Chowdhuri erhielt ihre Schulausbildung an einer der ältesten Frauenschulen in Indien, der Bethune School in Kalkutta. Sie studierte Physik am Scottish Church College in Kalkutta, wo sie einen Bachelor erwarb. An der University of Calcutta setzte sie ihr Studium fort und war dort die einzige Studentin, die einen Master-Abschluss in Physik erhielt.

Forschung am Bose-Institut

Von 1938 bis 1942 forschte sie bei dem Physiker Debendra Mohan Bose am Bose-Institut in Kalkutta. Chowdhuri entwickelte die Grundprinzipien zur Identifizierung neuer Teilchen, indem sie deren Spuren in Nebelkammern und auf Fotoemulsionsplatten untersuchte.
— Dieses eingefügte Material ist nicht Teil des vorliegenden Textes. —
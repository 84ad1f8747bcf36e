// * Configuration Constants
// * Central location for all default thresholds, budgets and timeouts

// * Cache entry lifetime in seconds
pub const DEFAULT_CACHE_TTL_SECS: u64 = 3600;

// * Number of discovery results folded into a cache key
pub const DEFAULT_DISCOVERY_KEY_DEPTH: usize = 5;

// * Upper bound on in-memory cache entries before the oldest is evicted
pub const DEFAULT_CACHE_MAX_ENTRIES: usize = 10_000;

// * Token budgets per component type
pub const MAX_TOKENS_GENERIC: u32 = 500;
pub const MAX_TOKENS_HERO: u32 = 400;
pub const MAX_TOKENS_ARTICLE: u32 = 1200;
pub const MAX_TOKENS_CTA: u32 = 300;

// * Sampling temperature per intent
pub const TEMPERATURE_COMMERCIAL: f32 = 0.8;
pub const TEMPERATURE_INFORMATIONAL: f32 = 0.6;
pub const TEMPERATURE_EDUCATIONAL: f32 = 0.5;
pub const TEMPERATURE_NAVIGATIONAL: f32 = 0.4;

// * Downstream auto-approval threshold (consumed by the persistence collaborator)
pub const DEFAULT_CONFIDENCE_THRESHOLD: f64 = 0.75;

// * Generation stats log capacity (oldest entries are dropped)
pub const DEFAULT_STATS_LOG_CAPACITY: usize = 1000;

// * Whole-request deadline for the page engine
pub const DEFAULT_REQUEST_DEADLINE_SECS: u64 = 90;

// * Session interest vector: local cache lifetime and write-back TTL
pub const INTEREST_CACHE_SECS: u64 = 300;
pub const INTEREST_TTL_SECS: u64 = 1800;

// * Session vectors held in process before the oldest is evicted
pub const INTEREST_MAX_SESSIONS: usize = 10_000;

// * Additive boost applied to an interest matched by a query keyword
pub const INTEREST_QUERY_BOOST: f64 = 0.2;

// * Minimum trimmed query length accepted by generators and the engine
pub const MIN_QUERY_LENGTH: usize = 2;

// * Provider request timeouts in seconds
pub const OPENAI_TIMEOUT_SECS: u64 = 30;
pub const ANTHROPIC_TIMEOUT_SECS: u64 = 60;
pub const GOOGLE_TIMEOUT_SECS: u64 = 45;

// * Provider identifiers recognized in preference lists
pub const PROVIDER_OPENAI: &str = "openai";
pub const PROVIDER_ANTHROPIC: &str = "anthropic";
pub const PROVIDER_GOOGLE: &str = "google";
pub const PROVIDER_STATIC: &str = "static";
pub const KNOWN_PROVIDERS: [&str; 4] = [
    PROVIDER_OPENAI,
    PROVIDER_ANTHROPIC,
    PROVIDER_GOOGLE,
    PROVIDER_STATIC,
];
Ihre Forschung bestand darin, die Natur und Zusammensetzung der kosmischen Strahlung zu verstehen, von der man heute weiß, dass es sich um sehr energiereiche Teilchen handelt, die hauptsächlich aus Protonen und Heliumkernen bestehen. Um den Einfluss der Erdatmosphäre auf die Zusammensetzung von Teilchenschauern kosmischer Strahlung zu untersuchen, ritten Chowdhuri und Bose auf Maultieren in den Himalaya, um Stationen für ihre Studien zu besuchen. Sie experimentierten in verschiedenen Höhen bis 4300 m über dem Meeresspiegel. Die Idee bestand darin, „gerasterte“ Fotoplatten in diesen Höhen über längere Zeiträume der kosmischen Strahlung auszusetzen und die zurückbleibenden Teilchenspuren zu beobachten. Die sorgfältige Analyse dieser Fotoplatten deutete auf die Anwesenheit eines bisher unbekannten Teilchens hin, bei dem es sich ihrer Meinung nach um das „Mesotron“ (das später entdeckte Myon) handelte. Sie berichteten über ihre Ergebnisse in der Fachzeitschrift Nature und versuchten, die Masse dieses Teilchens abzuschätzen. Der Wert der Masse wurde unterschätzt, aber sie machten darauf aufmerksam, dass ihr Versuchsaufbau nicht empfindlich genug sei, um genaue Messungen zu liefern, und plädierten für weitere Experimente. Der Ausbruch des Zweiten Weltkriegs in Europa führte zu einem Embargo für den Bezug von Fotoplatten aus England, weshalb sie ihre Forschung einstellen mussten.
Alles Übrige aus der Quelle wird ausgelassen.